India e Cina: due casi di apertura verso la comunità LGBT
Mentre al Senato Italiano si discute sulle Unioni Civili, e in particolare sulla stepchild adoption, vale a dire l’estensione della responsabilità genitoriale sul figlio del partner, due Paesi asiatici sembrano aprirsi verso la comunità Lgbt.
Il primo è l’India, dove la Corte Suprema ha accettato di riesaminare la legge che vieta l’omosessualità. I giudici indiani hanno accolto il ricorso presentato contro una sentenza della stessa Corte che nel 2013 aveva sancito la costituzionalità dell’articolo 377 del Codice Penale, che prevede pene detentive fino a 10 anni di carcere. La Corte aveva di fatto reintrodotto il reato di omosessualità, depenalizzato dall’Alta Corte di New Dehli nel 2009: i giudici avevano stabilito che fosse il Parlamento a dover modificare la legge inadeguata e che un’abrogazione della legge era di competenza del legislatore e non di un tribunale. Fino ad un’opportuna iniziativa parlamentare, quindi, l’articolo doveva considerarsi legale. Questa legge, che considera l’omosessualità un reato, è fortemente criticata da tutte le associazioni di difesa dei diritti umani, indiani e internazionali. Il caso sarà affidato a una giuria di cinque giudici presieduta dal presidente TS Thakur. La decisione è stata accolta con grande soddisfazione dalla comunità Lgbt e da Naz Foundation, l’associazione non governativa che aveva presentato una “curative petition”, l’ultimo strumento legale per rovesciare una decisione della massima istituzione giudiziaria indiana.
Il secondo Paese a compiere un passo in avanti sulla strada dei diritti della comunità Lgbt è la Cina. Per la prima volta, infatti, la giustizia cinese ha accettato di ascoltare il caso di una coppia gay alla quale è negata la possibilità di sposarsi. Si tratta di due ragazzi, Sun Wenlin di 27 anni e Hu Mingliang di 37 anni.
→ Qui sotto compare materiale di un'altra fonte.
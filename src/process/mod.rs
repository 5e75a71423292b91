//! Process Runner (C2): spawns/supervises short-lived probe processes and
//! long-lived transcoder processes, capturing bounded output and enforcing
//! termination-then-kill timeout escalation.

use std::collections::VecDeque;
use std::process::Stdio;
use std::sync::Arc;
use std::time::Duration;

use parking_lot::Mutex;
use tokio::io::{AsyncBufReadExt, AsyncReadExt, BufReader};
use tokio::process::{Child, Command};
use tokio::sync::Notify;
use tokio_util::sync::CancellationToken;
use tracing::{debug, warn};

use crate::error::{AppError, Result};

/// Bounded ring buffer for captured child-process output lines, matching
/// the ambient log-buffering convention (§10.3 of SPEC_FULL.md).
const OUTPUT_BUFFER_LINES: usize = 2000;

pub struct ProcessRunner {
    max_captured_bytes: usize,
}

impl ProcessRunner {
    pub fn new(max_captured_bytes: usize) -> Self {
        Self { max_captured_bytes }
    }

    /// Synchronous: run to completion (or timeout/cancel), returning
    /// captured stdout. Never blocks the caller indefinitely — the process
    /// is killed on timeout or cancellation.
    pub async fn execute(
        &self,
        cancel: &CancellationToken,
        program: &str,
        args: &[String],
        timeout: Duration,
    ) -> Result<String> {
        let mut child = Command::new(program)
            .args(args)
            .kill_on_drop(true)
            .stdout(Stdio::piped())
            .stderr(Stdio::piped())
            .spawn()
            .map_err(|e| AppError::SpawnFailed(format!("{program}: {e}")))?;

        let mut stdout = child.stdout.take().expect("stdout piped");
        let max_bytes = self.max_captured_bytes;

        let read_fut = async move {
            let mut buf = Vec::new();
            let mut chunk = vec![0u8; 8192];
            loop {
                match stdout.read(&mut chunk).await {
                    Ok(0) => break,
                    Ok(n) => {
                        if buf.len() < max_bytes {
                            let take = n.min(max_bytes - buf.len());
                            buf.extend_from_slice(&chunk[..take]);
                        }
                    }
                    Err(_) => break,
                }
            }
            buf
        };

        tokio::select! {
            _ = cancel.cancelled() => {
                Self::terminate(&mut child).await;
                Err(AppError::Canceled)
            }
            _ = tokio::time::sleep(timeout) => {
                Self::terminate(&mut child).await;
                Err(AppError::ProcessTimeout)
            }
            out = read_fut => {
                match child.wait().await {
                    Ok(status) if status.success() => Ok(String::from_utf8_lossy(&out).to_string()),
                    Ok(status) => Err(AppError::ProcessExitNonZero(format!("{program} exited with {status}"))),
                    Err(e) => Err(AppError::Internal(format!("failed to wait for {program}: {e}"))),
                }
            }
        }
    }

    /// Long-running: spawn and return a handle exposing `stop`/`wait` and
    /// a bounded buffer of recent output lines.
    pub fn spawn(&self, program: &str, args: &[String]) -> Result<ProcessHandle> {
        let mut child = Command::new(program)
            .args(args)
            .kill_on_drop(true)
            .stdout(Stdio::piped())
            .stderr(Stdio::piped())
            .spawn()
            .map_err(|e| AppError::SpawnFailed(format!("{program}: {e}")))?;

        let pid = child.id();
        let output = Arc::new(Mutex::new(VecDeque::with_capacity(OUTPUT_BUFFER_LINES)));
        let exited = Arc::new(Notify::new());

        if let Some(stdout) = child.stdout.take() {
            let output = output.clone();
            tokio::spawn(async move {
                let mut lines = BufReader::new(stdout).lines();
                while let Ok(Some(line)) = lines.next_line().await {
                    let mut buf = output.lock();
                    if buf.len() >= OUTPUT_BUFFER_LINES {
                        buf.pop_front();
                    }
                    buf.push_back(line);
                }
            });
        }
        if let Some(stderr) = child.stderr.take() {
            let output = output.clone();
            tokio::spawn(async move {
                let mut lines = BufReader::new(stderr).lines();
                while let Ok(Some(line)) = lines.next_line().await {
                    let mut buf = output.lock();
                    if buf.len() >= OUTPUT_BUFFER_LINES {
                        buf.pop_front();
                    }
                    buf.push_back(line);
                }
            });
        }

        debug!(program, pid, "spawned process");

        Ok(ProcessHandle {
            child,
            pid,
            output,
            exited,
        })
    }

    async fn terminate(child: &mut Child) {
        let _ = child.start_kill();
        let _ = child.wait().await;
    }
}

pub struct ProcessHandle {
    child: Child,
    pid: Option<u32>,
    output: Arc<Mutex<VecDeque<String>>>,
    exited: Arc<Notify>,
}

impl ProcessHandle {
    pub fn pid(&self) -> Option<u32> {
        self.pid
    }

    pub fn recent_output(&self) -> Vec<String> {
        self.output.lock().iter().cloned().collect()
    }

    pub fn is_running(&mut self) -> bool {
        matches!(self.child.try_wait(), Ok(None))
    }

    /// Stop: SIGTERM first so ffmpeg can flush and finalize its container,
    /// then escalate to SIGKILL after `termination_timeout`, then log a
    /// leak after `kill_timeout`.
    pub async fn stop(&mut self, termination_timeout: Duration, kill_timeout: Duration) -> Result<()> {
        match self.pid {
            Some(pid) => {
                use nix::sys::signal::{kill, Signal};
                use nix::unistd::Pid;
                if let Err(e) = kill(Pid::from_raw(pid as i32), Signal::SIGTERM) {
                    warn!("failed to send SIGTERM to process {pid}: {e}");
                }
            }
            None => warn!("process has no pid, cannot send SIGTERM"),
        }

        let waited = tokio::time::timeout(termination_timeout, self.child.wait()).await;
        if waited.is_ok() {
            self.exited.notify_waiters();
            return Ok(());
        }

        if let Err(e) = self.child.start_kill() {
            warn!("failed to SIGKILL process {:?}: {e}", self.pid);
        }

        let killed = tokio::time::timeout(kill_timeout, self.child.wait()).await;
        match killed {
            Ok(_) => {
                self.exited.notify_waiters();
                Ok(())
            }
            Err(_) => {
                warn!(pid = ?self.pid, "process did not exit after kill timeout, considering it leaked");
                Err(AppError::ProcessKilled)
            }
        }
    }

    pub async fn wait(&mut self) -> Result<std::process::ExitStatus> {
        self.child
            .wait()
            .await
            .map_err(|e| AppError::Internal(format!("wait failed: {e}")))
    }
}

#[cfg(test)]
mod tests {
    use super::*;

    #[tokio::test]
    async fn execute_captures_stdout_on_success() {
        let runner = ProcessRunner::new(4096);
        let cancel = CancellationToken::new();
        let out = runner
            .execute(&cancel, "echo", &["hello".to_string()], Duration::from_secs(2))
            .await
            .unwrap();
        assert!(out.contains("hello"));
    }

    #[tokio::test]
    async fn execute_times_out_long_running_process() {
        let runner = ProcessRunner::new(4096);
        let cancel = CancellationToken::new();
        let result = runner
            .execute(&cancel, "sleep", &["5".to_string()], Duration::from_millis(50))
            .await;
        assert!(matches!(result, Err(AppError::ProcessTimeout)));
    }

    #[tokio::test]
    async fn execute_honors_cancellation() {
        let runner = ProcessRunner::new(4096);
        let cancel = CancellationToken::new();
        let cancel_clone = cancel.clone();
        tokio::spawn(async move {
            tokio::time::sleep(Duration::from_millis(20)).await;
            cancel_clone.cancel();
        });
        let result = runner
            .execute(&cancel, "sleep", &["5".to_string()], Duration::from_secs(5))
            .await;
        assert!(matches!(result, Err(AppError::Canceled)));
    }

    #[tokio::test]
    async fn execute_reports_nonzero_exit() {
        let runner = ProcessRunner::new(4096);
        let cancel = CancellationToken::new();
        let result = runner
            .execute(&cancel, "false", &[], Duration::from_secs(2))
            .await;
        assert!(matches!(result, Err(AppError::ProcessExitNonZero(_))));
    }
}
I fidanzati hanno presentato un esposto contro l’ufficio affari civili della loro città, dopo che il funzionario si è rifiutato di registrare il loro matrimonio. Il 5 gennaio il tribunale di Changsha ha comunicato la decisione di ascoltare in udienza pubblica il caso di Sun e Hu contro l’ufficio affari civili. La notizia è stata ripresa da molti media cinesi ma anche da molti giornali internazionali, visto che si tratta del primo caso legale in Cina in difesa dei matrimoni tra persone dello stesso sesso.
Il percorso per ottenere udienza non è stato affatto facile. Il primo avvocato assoldato si è tirato indietro quando ha cominciato a ricevere pressioni. La coppia è riuscita a trovare un secondo legale che prendesse a cuore il caso, ma poco dopo ha ricevuto la visita di alcuni poliziotti decisi a scoraggiarla. I due ragazzi non si sono fatti intimidire e la prima udienza è stata fissata per il 26 gennaio. n seguito, però, è stata rinviata a data da stabilirsi.
La società cinese è ancora abbastanza conservatrice sul piano sociale e gli omosessuali vivono una condizione di continua discriminazione. Oggi, i problemi maggiori sono rappresentati dalle famiglie, anche se nelle grandi città viene vissuta più liberamente. Senza dubbio, l’azione dei due ragazzi rappresenta un passo in avanti per la società e la giustizia cinese, che va nella stessa direzione della discussione sulla legittimità dell’articolo 377 del Codice Penale indiano.